Le défendeur a donné raison au ministre qui affirmait qu'afin qu'une pratique en matière de mariage soit reconnue comme « coutume ou usage » valide, elle doit satisfaire aux critères de l'alinéa 3a) du Hindu Marriage Act, savoir, elle doit être a) ancienne; b) continue; c) uniforme et certaine; d) ni illégale, immorale, déraisonnable ou contraire à l'ordre public. Le défendeur a également reconnu que la preuve permettant d'établir ces critères devait être « claire et sans équivoque » .

[45]            Le défendeur a contesté que le témoignage de Mme Puri concernant l'origine des mariages entre cousins germains était essentiellement contradictoire et il prétend que le ministre a mal compris son témoignage. Même si les textes législatifs et sa propre recherche révèlent l'existence d'opinions diverses concernant le caractère ancien des mariages entre cousins germains jat sikh, le défendeur prétend que, selon le témoignage de Mme Puri, il a été satisfait à l'exigence en matière d'ancienneté de l'alinéa 3a).

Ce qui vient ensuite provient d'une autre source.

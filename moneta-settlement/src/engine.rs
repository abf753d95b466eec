use std::collections::HashMap;
use std::sync::{Arc, Mutex as StdMutex};

use chrono::{DateTime, Utc};
use futures::future::join_all;
use serde::{Deserialize, Serialize};
use tokio::sync::Mutex;
use tracing::{info, warn};

use moneta_common::Amount;

use crate::aggregator::BalanceAggregator;
use crate::asset_map::AssetNetworkMapper;
use crate::clients::ExchangeClient;
use crate::config::SettlementConfig;
use crate::error::{Result, SettlementError};
use crate::plan::{compute_plan, PlannedTransfer, SettlementPlan};

/// Outcome of one chain's transfer in a settlement run.
#[derive(Debug, Clone, Serialize, Deserialize)]
pub struct SettlementResult {
    pub asset: String,
    pub blockchain_key: String,
    pub original_balance: Amount,
    /// Signed; positive moved funds to the exchange.
    pub settlement_amount: Amount,
    pub remaining_balance: Amount,
    pub tx_hash: Option<String>,
    pub error: Option<String>,
    pub timestamp: DateTime<Utc>,
}

impl SettlementResult {
    pub fn success(&self) -> bool {
        self.error.is_none()
    }
}

/// A settlement run: the plan that was computed and what happened per chain.
#[derive(Debug, Clone, Serialize, Deserialize)]
pub struct SettlementReport {
    pub plan: SettlementPlan,
    pub results: Vec<SettlementResult>,
}

/// Rebalances platform liquidity between on-chain hot wallets and the
/// exchange custody account.
///
/// Plan computation is pure ([`compute_plan`]); execution performs the
/// transfers through the injected clients and captures per-chain outcomes,
/// never raising a whole-batch error. Runs for the same asset serialize
/// behind a process-local single-flight lock; multiple scheduler processes
/// still need an external lease, which is outside this engine.
pub struct SettlementEngine {
    mapper: AssetNetworkMapper,
    aggregator: BalanceAggregator,
    exchange: Arc<dyn ExchangeClient>,
    config: SettlementConfig,
    asset_locks: StdMutex<HashMap<String, Arc<Mutex<()>>>>,
}

impl SettlementEngine {
    pub fn new(
        mapper: AssetNetworkMapper,
        aggregator: BalanceAggregator,
        exchange: Arc<dyn ExchangeClient>,
        config: SettlementConfig,
    ) -> Self {
        Self {
            mapper,
            aggregator,
            exchange,
            config,
            asset_locks: StdMutex::new(HashMap::new()),
        }
    }

    pub fn mapper(&self) -> &AssetNetworkMapper {
        &self.mapper
    }

    /// Snapshots balances and computes the rebalancing plan for `asset`.
    /// No lock is held between this snapshot and any later execution; the
    /// plan describes the world as it was at snapshot time.
    pub async fn compute_asset_plan(&self, asset: &str) -> Result<SettlementPlan> {
        let chains = self.mapper.chains_for_asset(asset);
        if chains.is_empty() {
            return Err(SettlementError::UnsupportedAsset(asset.to_string()));
        }

        let keys: Vec<String> = chains.iter().map(|(key, _)| key.clone()).collect();
        let snapshot = self.aggregator.hot_wallet_balances(&keys).await;
        if snapshot.is_partial() {
            warn!(
                asset,
                failed = snapshot.failures.len(),
                "settlement snapshot is partial; failed chains are excluded from the plan"
            );
        }

        let exchange_balance = self.exchange.get_balance(asset).await?;
        compute_plan(asset, &snapshot, exchange_balance.as_decimal(), &self.config)
    }

    /// Executes every transfer in the plan concurrently, one result per
    /// chain. A failed chain yields `error: Some(..)` on its result; the
    /// others are unaffected.
    pub async fn execute_plan(&self, plan: &SettlementPlan) -> Vec<SettlementResult> {
        let futures = plan
            .transfers
            .iter()
            .map(|transfer| self.execute_transfer(&plan.asset, transfer));
        join_all(futures).await
    }

    /// Full run for one asset: snapshot, plan, execute. Concurrent calls for
    /// the same asset serialize on a single-flight lock.
    pub async fn settle_asset(&self, asset: &str) -> Result<SettlementReport> {
        let lock = self.lock_for(asset);
        let _guard = lock.lock().await;

        let plan = self.compute_asset_plan(asset).await?;
        info!(
            asset,
            hot_total = %plan.hot_total,
            exchange = %plan.exchange_balance,
            amount = %plan.amount,
            transfers = plan.transfers.len(),
            dust_skipped = plan.skipped_dust.len(),
            "[Settlement] computed plan"
        );

        let results = if plan.is_noop() {
            Vec::new()
        } else {
            self.execute_plan(&plan).await
        };

        let failed = results.iter().filter(|r| !r.success()).count();
        if failed > 0 {
            warn!(asset, failed, total = results.len(), "[Settlement] run finished with failures");
        } else {
            info!(asset, total = results.len(), "[Settlement] run finished");
        }
        Ok(SettlementReport { plan, results })
    }

    async fn execute_transfer(&self, asset: &str, transfer: &PlannedTransfer) -> SettlementResult {
        let outcome = self.dispatch_transfer(asset, transfer).await;
        let (tx_hash, error, remaining) = match outcome {
            Ok(hash) => (
                Some(hash),
                None,
                Amount::new(
                    transfer.original_balance.as_decimal() - transfer.amount.as_decimal(),
                ),
            ),
            Err(message) => {
                warn!(
                    asset,
                    chain = %transfer.blockchain_key,
                    amount = %transfer.amount,
                    error = %message,
                    "[Settlement] transfer failed"
                );
                (None, Some(message), transfer.original_balance)
            }
        };

        SettlementResult {
            asset: asset.to_string(),
            blockchain_key: transfer.blockchain_key.clone(),
            original_balance: transfer.original_balance,
            settlement_amount: transfer.amount,
            remaining_balance: remaining,
            tx_hash,
            error,
            timestamp: Utc::now(),
        }
    }

    /// Positive amounts go hot wallet -> exchange deposit address; negative
    /// amounts are withdrawn from the exchange back to the hot wallet.
    async fn dispatch_transfer(
        &self,
        asset: &str,
        transfer: &PlannedTransfer,
    ) -> std::result::Result<String, String> {
        let network = self
            .mapper
            .blockchain_key_to_network(&transfer.blockchain_key)
            .ok_or_else(|| format!("no network mapping for {}", transfer.blockchain_key))?;

        if transfer.amount.is_negative() {
            let amount = transfer.amount.abs();
            self.exchange
                .withdraw(asset, network, &transfer.hot_wallet_address, &amount)
                .await
                .map_err(|e| e.to_string())
        } else {
            let (_, wallet) = self
                .aggregator
                .endpoint(&transfer.blockchain_key)
                .ok_or_else(|| {
                    format!("no wallet client registered for {}", transfer.blockchain_key)
                })?;
            let deposit_address = self
                .exchange
                .get_deposit_address(asset, network)
                .await
                .map_err(|e| e.to_string())?;
            wallet
                .transfer(&transfer.hot_wallet_address, &deposit_address, &transfer.amount)
                .await
                .map_err(|e| e.to_string())
        }
    }

    fn lock_for(&self, asset: &str) -> Arc<Mutex<()>> {
        let mut locks = self
            .asset_locks
            .lock()
            .unwrap_or_else(|poisoned| poisoned.into_inner());
        locks
            .entry(asset.to_string())
            .or_insert_with(|| Arc::new(Mutex::new(())))
            .clone()
    }
}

[46]            Contrairement à l'argument du ministre, le défendeur prétend que la SAI était saisie d'une abondante preuve susceptible d'établir « clairement et sans équivoque » l'existence d'une coutume relative au mariage entre cousins germains jat sikh. Cette preuve comprenait notamment des textes, opinions et observations juridiques, de même que des témoignages d'experts. Le défendeur soutient que le ministre a, pour l'essentiel, contesté la manière dont la SAI avait évalué la preuve dont elle était saisie, ce qui ne permet pas à la Cour d'intervenir. Puisque, selon le défendeur, la SAI a examiné, de bonne foi, toute la preuve pertinente dont elle était saisie, qu'elle n'a pas pris sa décision d'une manière arbitraire ou en se fondant sur des considérations non pertinentes, la Cour ne devrait pas évaluer de nouveau la preuve ni remplacer l'opinion de la SAI par la sienne.

[47]            En outre, le défendeur prétend que la SAI n'était pas obligée de mentionner tous les documents dont elle disposait et d'expliquer comment elle avait tenu compte des éléments de preuve qui n'étayaient pas les conclusions auxquelles elle était arrivée.

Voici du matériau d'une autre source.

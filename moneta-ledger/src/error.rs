use thiserror::Error;

use moneta_common::AmountError;
use moneta_store::StoreError;

#[derive(Debug, Error)]
pub enum LedgerError {
    #[error("Account not found: {0}")]
    NotFound(String),

    #[error("Amount error: {0}")]
    Amount(#[from] AmountError),

    #[error("Store error: {0}")]
    Store(#[from] StoreError),
}

pub type Result<T> = std::result::Result<T, LedgerError>;
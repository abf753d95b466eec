use thiserror::Error;

/// Storage-layer failures. A failed multi-step write aborts its transaction
/// before this surfaces to the caller; nothing is half-committed.
#[derive(Debug, Error)]
pub enum StoreError {
    #[error("Storage error: {0}")]
    Storage(String),

    #[error("Serialization error: {0}")]
    Serialization(#[from] serde_json::Error),

    #[error("IO error: {0}")]
    Io(#[from] std::io::Error),
}

impl From<redb::DatabaseError> for StoreError {
    fn from(e: redb::DatabaseError) -> Self {
        StoreError::Storage(e.to_string())
    }
}

impl From<redb::TransactionError> for StoreError {
    fn from(e: redb::TransactionError) -> Self {
        StoreError::Storage(e.to_string())
    }
}

impl From<redb::TableError> for StoreError {
    fn from(e: redb::TableError) -> Self {
        StoreError::Storage(e.to_string())
    }
}

impl From<redb::StorageError> for StoreError {
    fn from(e: redb::StorageError) -> Self {
        StoreError::Storage(e.to_string())
    }
}

impl From<redb::CommitError> for StoreError {
    fn from(e: redb::CommitError) -> Self {
        StoreError::Storage(e.to_string())
    }
}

[48]            Le défendeur fait valoir que le ministre n'a pas établi que les conclusions de la SAI étaient manifestement déraisonnables et, par conséquent, la Cour doit maintenir sa décision.

[49]            Répercussions de l'alinéa 4a) du Hindu Marriage Act

Le défendeur prétend que le sens ordinaire de l'alinéa 4a) du Hindu Marriage Act n'est pas celui que le ministre fait valoir. Au contraire, selon le défendeur, l'alinéa 4a) ne fait qu'éteindre les coutumes qui existaient avant la promulgation de la loi et la disposition n'a pas pour objet d'interdire la création de nouvelles coutumes. En termes simples, si le Hindu Marriage Act traite de l'interprétation du droit, d'une coutume ou d'un usage hindou, la loi est prépondérante. Puisque le sous-alinéa 5(iv) prévoit précisément une exception fondée sur la reconnaissance, en vertu d'une coutume, de mariages qui seraient invalides autrement, l'alinéa 4a) ne s'applique pas en l'espèce.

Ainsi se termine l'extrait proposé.